Report back every line below that carries the word "BTreeEntry".

--

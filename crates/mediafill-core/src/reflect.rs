//! Dynamic value access
//!
//! [`Reflect`] is the object-safe counterpart of [`Typed`]: where `Typed`
//! describes a type, `Reflect` exposes a concrete value so the tree walker can
//! read a source and write a destination without knowing either type.
//!
//! Implementations are provided for:
//! - `bool`, every integer width, `f32`, `f64`, `String`
//! - opaque scalars: `chrono::DateTime<Utc>`, `NaiveDate`, `NaiveDateTime`, `uuid::Uuid`
//! - `Option<T>`, `Box<T>` (indirection)
//! - `Vec<T>`, `HashMap<K, V>`, `BTreeMap<K, V>`
//!
//! Records get theirs from [`media_record!`](crate::media_record).

use crate::shape::{OpaqueType, ScalarKind, Shape, Typed};
use std::any::Any;
use std::collections::btree_map::Entry as BTreeEntry;
use std::collections::hash_map::Entry as HashEntry;
use std::collections::{BTreeMap, HashMap};
use std::hash::Hash;

/// Scalar value read from a source
#[derive(Debug, Clone, Copy, PartialEq)]
pub enum Scalar<'a> {
    /// Boolean
    Bool(bool),
    /// Any signed integer, widened
    Signed(i64),
    /// Any unsigned integer, widened
    Unsigned(u64),
    /// Any float, widened
    Float(f64),
    /// Text
    Text(&'a str),
}

/// Read-only view of a value
pub enum ValueRef<'a> {
    /// Plain scalar
    Scalar(Scalar<'a>),
    /// Opaque scalar
    Opaque(&'a dyn Any),
    /// Empty indirection (`None`)
    Absent,
    /// Present indirection
    Indirect(&'a dyn Reflect),
    /// Sequence
    Sequence(&'a dyn SequenceValue),
    /// Keyed mapping
    Mapping(&'a dyn MappingValue),
    /// Record
    Record(&'a dyn RecordValue),
}

/// Mutable view of a value
pub enum ValueMut<'a> {
    /// Plain scalar
    Scalar(&'a mut dyn ScalarSlot),
    /// Opaque scalar
    Opaque(&'a mut dyn OpaqueSlot),
    /// Indirection, present or not
    Indirect(&'a mut dyn IndirectValue),
    /// Sequence
    Sequence(&'a mut dyn SequenceValue),
    /// Keyed mapping
    Mapping(&'a mut dyn MappingValue),
    /// Record
    Record(&'a mut dyn RecordValue),
}

/// Object-safe dynamic access to a value
pub trait Reflect: Any + Send + Sync {
    /// Upcast for downcasting to the concrete type
    fn as_any(&self) -> &dyn Any;

    /// Read-only view
    fn value(&self) -> ValueRef<'_>;

    /// Mutable view
    fn value_mut(&mut self) -> ValueMut<'_>;
}

/// Writable scalar
pub trait ScalarSlot {
    /// Store `value`, converting between numeric kinds or text kinds
    ///
    /// Returns `false` (leaving `self` untouched) when no conversion exists.
    fn set(&mut self, value: Scalar<'_>) -> bool;

    /// Text storage, for text-backed slots
    fn text_mut(&mut self) -> Option<&mut String> {
        None
    }
}

/// Writable opaque scalar
pub trait OpaqueSlot {
    /// Copy from `source` if it has the identical type
    fn assign_from(&mut self, source: &dyn Any) -> bool;
}

/// Owned reference (`Option<T>`, `Box<T>`)
pub trait IndirectValue {
    /// Inner value if present
    fn get_mut(&mut self) -> Option<&mut dyn Reflect>;

    /// Inner value, allocating a default one if absent
    fn get_or_insert_default(&mut self) -> &mut dyn Reflect;
}

/// Ordered sequence
pub trait SequenceValue {
    /// Number of elements
    fn len(&self) -> usize;

    /// Whether the sequence is empty
    fn is_empty(&self) -> bool {
        self.len() == 0
    }

    /// Element at `index`
    fn get(&self, index: usize) -> Option<&dyn Reflect>;

    /// Mutable element at `index`
    fn get_mut(&mut self, index: usize) -> Option<&mut dyn Reflect>;

    /// Replace contents with `len` default elements
    fn reset(&mut self, len: usize);
}

/// Keyed mapping
pub trait MappingValue {
    /// Number of entries
    fn len(&self) -> usize;

    /// Whether the mapping is empty
    fn is_empty(&self) -> bool {
        self.len() == 0
    }

    /// All entries, in the mapping's own order
    fn entries(&self) -> Box<dyn Iterator<Item = (&dyn Reflect, &dyn Reflect)> + '_>;

    /// All values, mutably
    fn values_mut(&mut self) -> Box<dyn Iterator<Item = &mut dyn Reflect> + '_>;

    /// Remove all entries
    fn clear(&mut self);

    /// Insert a default value under a copy of `key`
    ///
    /// Returns `None` when `key` cannot be represented as this mapping's key
    /// type, or when its converted form is already present: two source keys
    /// are never merged into one entry.
    fn insert_default(&mut self, key: &dyn Reflect) -> Option<&mut dyn Reflect>;
}

/// Record with indexed fields
pub trait RecordValue {
    /// Field at declaration index
    fn field(&self, index: usize) -> Option<&dyn Reflect>;

    /// Mutable field at declaration index
    fn field_mut(&mut self, index: usize) -> Option<&mut dyn Reflect>;
}

/// Strip indirection from a value; `None` when any level is absent
#[must_use]
pub fn deref_value(value: &dyn Reflect) -> Option<&dyn Reflect> {
    match value.value() {
        ValueRef::Absent => None,
        ValueRef::Indirect(inner) => deref_value(inner),
        _ => Some(value),
    }
}

/// Text content of a value after stripping indirection
#[must_use]
pub fn text_of(value: &dyn Reflect) -> Option<&str> {
    match deref_value(value)?.value() {
        ValueRef::Scalar(Scalar::Text(text)) => Some(text),
        _ => None,
    }
}

/// Scalar copy: identical opaque types are cloned, numeric and text kinds
/// are converted; anything else leaves `dst` as it was
///
/// An absent `dst` indirection is allocated when `src` is present.
pub fn assign(dst: &mut dyn Reflect, src: &dyn Reflect) -> bool {
    let Some(src) = deref_value(src) else {
        return false;
    };
    match dst.value_mut() {
        ValueMut::Indirect(slot) => assign(slot.get_or_insert_default(), src),
        ValueMut::Scalar(slot) => match src.value() {
            ValueRef::Scalar(value) => slot.set(value),
            _ => false,
        },
        ValueMut::Opaque(slot) => match src.value() {
            ValueRef::Opaque(value) => slot.assign_from(value),
            _ => false,
        },
        _ => false,
    }
}

/// Copy a mapping key into the destination key type
fn convert_key<K: Reflect + Default + Clone>(key: &dyn Reflect) -> Option<K> {
    if let Some(key) = key.as_any().downcast_ref::<K>() {
        return Some(key.clone());
    }
    let mut converted = K::default();
    assign(&mut converted, key).then_some(converted)
}

macro_rules! numeric_scalar {
    ($kind:ident as $wide:ty: $($ty:ty),* $(,)?) => {$(
        impl Typed for $ty {
            fn shape() -> Shape {
                Shape::Scalar(ScalarKind::$kind)
            }
        }

        impl Reflect for $ty {
            fn as_any(&self) -> &dyn Any {
                self
            }

            #[allow(clippy::cast_lossless, clippy::unnecessary_cast)]
            fn value(&self) -> ValueRef<'_> {
                ValueRef::Scalar(Scalar::$kind(*self as $wide))
            }

            fn value_mut(&mut self) -> ValueMut<'_> {
                ValueMut::Scalar(self)
            }
        }

        impl ScalarSlot for $ty {
            #[allow(
                clippy::cast_possible_truncation,
                clippy::cast_possible_wrap,
                clippy::cast_sign_loss,
                clippy::cast_precision_loss,
                clippy::cast_lossless,
                clippy::unnecessary_cast
            )]
            fn set(&mut self, value: Scalar<'_>) -> bool {
                *self = match value {
                    Scalar::Signed(v) => v as $ty,
                    Scalar::Unsigned(v) => v as $ty,
                    Scalar::Float(v) => v as $ty,
                    Scalar::Bool(_) | Scalar::Text(_) => return false,
                };
                true
            }
        }
    )*};
}

numeric_scalar!(Signed as i64: i8, i16, i32, i64, isize);
numeric_scalar!(Unsigned as u64: u8, u16, u32, u64, usize);
numeric_scalar!(Float as f64: f32, f64);

impl Typed for bool {
    fn shape() -> Shape {
        Shape::Scalar(ScalarKind::Bool)
    }
}

impl Reflect for bool {
    fn as_any(&self) -> &dyn Any {
        self
    }

    fn value(&self) -> ValueRef<'_> {
        ValueRef::Scalar(Scalar::Bool(*self))
    }

    fn value_mut(&mut self) -> ValueMut<'_> {
        ValueMut::Scalar(self)
    }
}

impl ScalarSlot for bool {
    fn set(&mut self, value: Scalar<'_>) -> bool {
        match value {
            Scalar::Bool(v) => {
                *self = v;
                true
            }
            _ => false,
        }
    }
}

impl Typed for String {
    fn shape() -> Shape {
        Shape::Scalar(ScalarKind::Text)
    }
}

impl Reflect for String {
    fn as_any(&self) -> &dyn Any {
        self
    }

    fn value(&self) -> ValueRef<'_> {
        ValueRef::Scalar(Scalar::Text(self))
    }

    fn value_mut(&mut self) -> ValueMut<'_> {
        ValueMut::Scalar(self)
    }
}

impl ScalarSlot for String {
    fn set(&mut self, value: Scalar<'_>) -> bool {
        match value {
            Scalar::Text(text) => {
                text.clone_into(self);
                true
            }
            _ => false,
        }
    }

    fn text_mut(&mut self) -> Option<&mut String> {
        Some(self)
    }
}

macro_rules! opaque_scalar {
    ($($ty:ty),* $(,)?) => {$(
        impl Typed for $ty {
            fn shape() -> Shape {
                Shape::Opaque(OpaqueType::of::<$ty>())
            }
        }

        impl Reflect for $ty {
            fn as_any(&self) -> &dyn Any {
                self
            }

            fn value(&self) -> ValueRef<'_> {
                ValueRef::Opaque(self)
            }

            fn value_mut(&mut self) -> ValueMut<'_> {
                ValueMut::Opaque(self)
            }
        }

        impl OpaqueSlot for $ty {
            fn assign_from(&mut self, source: &dyn Any) -> bool {
                match source.downcast_ref::<$ty>() {
                    Some(value) => {
                        *self = *value;
                        true
                    }
                    None => false,
                }
            }
        }
    )*};
}

opaque_scalar!(
    chrono::DateTime<chrono::Utc>,
    chrono::NaiveDate,
    chrono::NaiveDateTime,
    uuid::Uuid,
);

impl<T: Typed> Typed for Option<T> {
    fn shape() -> Shape {
        Shape::Indirect(Box::new(T::shape()))
    }
}

impl<T: Reflect + Default> Reflect for Option<T> {
    fn as_any(&self) -> &dyn Any {
        self
    }

    fn value(&self) -> ValueRef<'_> {
        match self {
            Some(inner) => ValueRef::Indirect(inner),
            None => ValueRef::Absent,
        }
    }

    fn value_mut(&mut self) -> ValueMut<'_> {
        ValueMut::Indirect(self)
    }
}

impl<T: Reflect + Default> IndirectValue for Option<T> {
    fn get_mut(&mut self) -> Option<&mut dyn Reflect> {
        self.as_mut().map(|inner| inner as &mut dyn Reflect)
    }

    fn get_or_insert_default(&mut self) -> &mut dyn Reflect {
        self.get_or_insert_with(T::default)
    }
}

impl<T: Typed> Typed for Box<T> {
    fn shape() -> Shape {
        Shape::Indirect(Box::new(T::shape()))
    }
}

impl<T: Reflect + Default> Reflect for Box<T> {
    fn as_any(&self) -> &dyn Any {
        self
    }

    fn value(&self) -> ValueRef<'_> {
        ValueRef::Indirect(&**self)
    }

    fn value_mut(&mut self) -> ValueMut<'_> {
        ValueMut::Indirect(self)
    }
}

impl<T: Reflect + Default> IndirectValue for Box<T> {
    fn get_mut(&mut self) -> Option<&mut dyn Reflect> {
        Some(&mut **self)
    }

    fn get_or_insert_default(&mut self) -> &mut dyn Reflect {
        &mut **self
    }
}

impl<T: Typed> Typed for Vec<T> {
    fn shape() -> Shape {
        Shape::Sequence(Box::new(T::shape()))
    }
}

impl<T: Reflect + Default> Reflect for Vec<T> {
    fn as_any(&self) -> &dyn Any {
        self
    }

    fn value(&self) -> ValueRef<'_> {
        ValueRef::Sequence(self)
    }

    fn value_mut(&mut self) -> ValueMut<'_> {
        ValueMut::Sequence(self)
    }
}

impl<T: Reflect + Default> SequenceValue for Vec<T> {
    fn len(&self) -> usize {
        <[T]>::len(self)
    }

    fn get(&self, index: usize) -> Option<&dyn Reflect> {
        <[T]>::get(self, index).map(|item| item as &dyn Reflect)
    }

    fn get_mut(&mut self, index: usize) -> Option<&mut dyn Reflect> {
        <[T]>::get_mut(self, index).map(|item| item as &mut dyn Reflect)
    }

    fn reset(&mut self, len: usize) {
        self.clear();
        self.resize_with(len, T::default);
    }
}

impl<K: Typed, V: Typed> Typed for HashMap<K, V> {
    fn shape() -> Shape {
        Shape::Mapping {
            key: Box::new(K::shape()),
            value: Box::new(V::shape()),
        }
    }
}

impl<K, V> Reflect for HashMap<K, V>
where
    K: Reflect + Default + Clone + Eq + Hash,
    V: Reflect + Default,
{
    fn as_any(&self) -> &dyn Any {
        self
    }

    fn value(&self) -> ValueRef<'_> {
        ValueRef::Mapping(self)
    }

    fn value_mut(&mut self) -> ValueMut<'_> {
        ValueMut::Mapping(self)
    }
}

impl<K, V> MappingValue for HashMap<K, V>
where
    K: Reflect + Default + Clone + Eq + Hash,
    V: Reflect + Default,
{
    fn len(&self) -> usize {
        HashMap::len(self)
    }

    fn entries(&self) -> Box<dyn Iterator<Item = (&dyn Reflect, &dyn Reflect)> + '_> {
        Box::new(
            self.iter()
                .map(|(key, value)| (key as &dyn Reflect, value as &dyn Reflect)),
        )
    }

    fn values_mut(&mut self) -> Box<dyn Iterator<Item = &mut dyn Reflect> + '_> {
        Box::new(HashMap::values_mut(self).map(|value| value as &mut dyn Reflect))
    }

    fn clear(&mut self) {
        HashMap::clear(self);
    }

    fn insert_default(&mut self, key: &dyn Reflect) -> Option<&mut dyn Reflect> {
        match self.entry(convert_key::<K>(key)?) {
            HashEntry::Occupied(_) => None,
            HashEntry::Vacant(slot) => Some(slot.insert(V::default()) as &mut dyn Reflect),
        }
    }
}

impl<K: Typed, V: Typed> Typed for BTreeMap<K, V> {
    fn shape() -> Shape {
        Shape::Mapping {
            key: Box::new(K::shape()),
            value: Box::new(V::shape()),
        }
    }
}

impl<K, V> Reflect for BTreeMap<K, V>
where
    K: Reflect + Default + Clone + Ord,
    V: Reflect + Default,
{
    fn as_any(&self) -> &dyn Any {
        self
    }

    fn value(&self) -> ValueRef<'_> {
        ValueRef::Mapping(self)
    }

    fn value_mut(&mut self) -> ValueMut<'_> {
        ValueMut::Mapping(self)
    }
}

impl<K, V> MappingValue for BTreeMap<K, V>
where
    K: Reflect + Default + Clone + Ord,
    V: Reflect + Default,
{
    fn len(&self) -> usize {
        BTreeMap::len(self)
    }

    fn entries(&self) -> Box<dyn Iterator<Item = (&dyn Reflect, &dyn Reflect)> + '_> {
        Box::new(
            self.iter()
                .map(|(key, value)| (key as &dyn Reflect, value as &dyn Reflect)),
        )
    }

    fn values_mut(&mut self) -> Box<dyn Iterator<Item = &mut dyn Reflect> + '_> {
        Box::new(BTreeMap::values_mut(self).map(|value| value as &mut dyn Reflect))
    }

    fn clear(&mut self) {
        BTreeMap::clear(self);
    }

    fn insert_default(&mut self, key: &dyn Reflect) -> Option<&mut dyn Reflect> {
        match self.entry(convert_key::<K>(key)?) {
            BTreeEntry::Occupied(_) => None,
            BTreeEntry::Vacant(slot) => Some(slot.insert(V::default()) as &mut dyn Reflect),
        }
    }
}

--

- _EXERCISE RESULT_
use std::collections::btree_map::Entry as BTreeEntry;
            BTreeEntry::Occupied(_) => None,
            BTreeEntry::Vacant(slot) => Some(slot.insert(V::default()) as &mut dyn Reflect),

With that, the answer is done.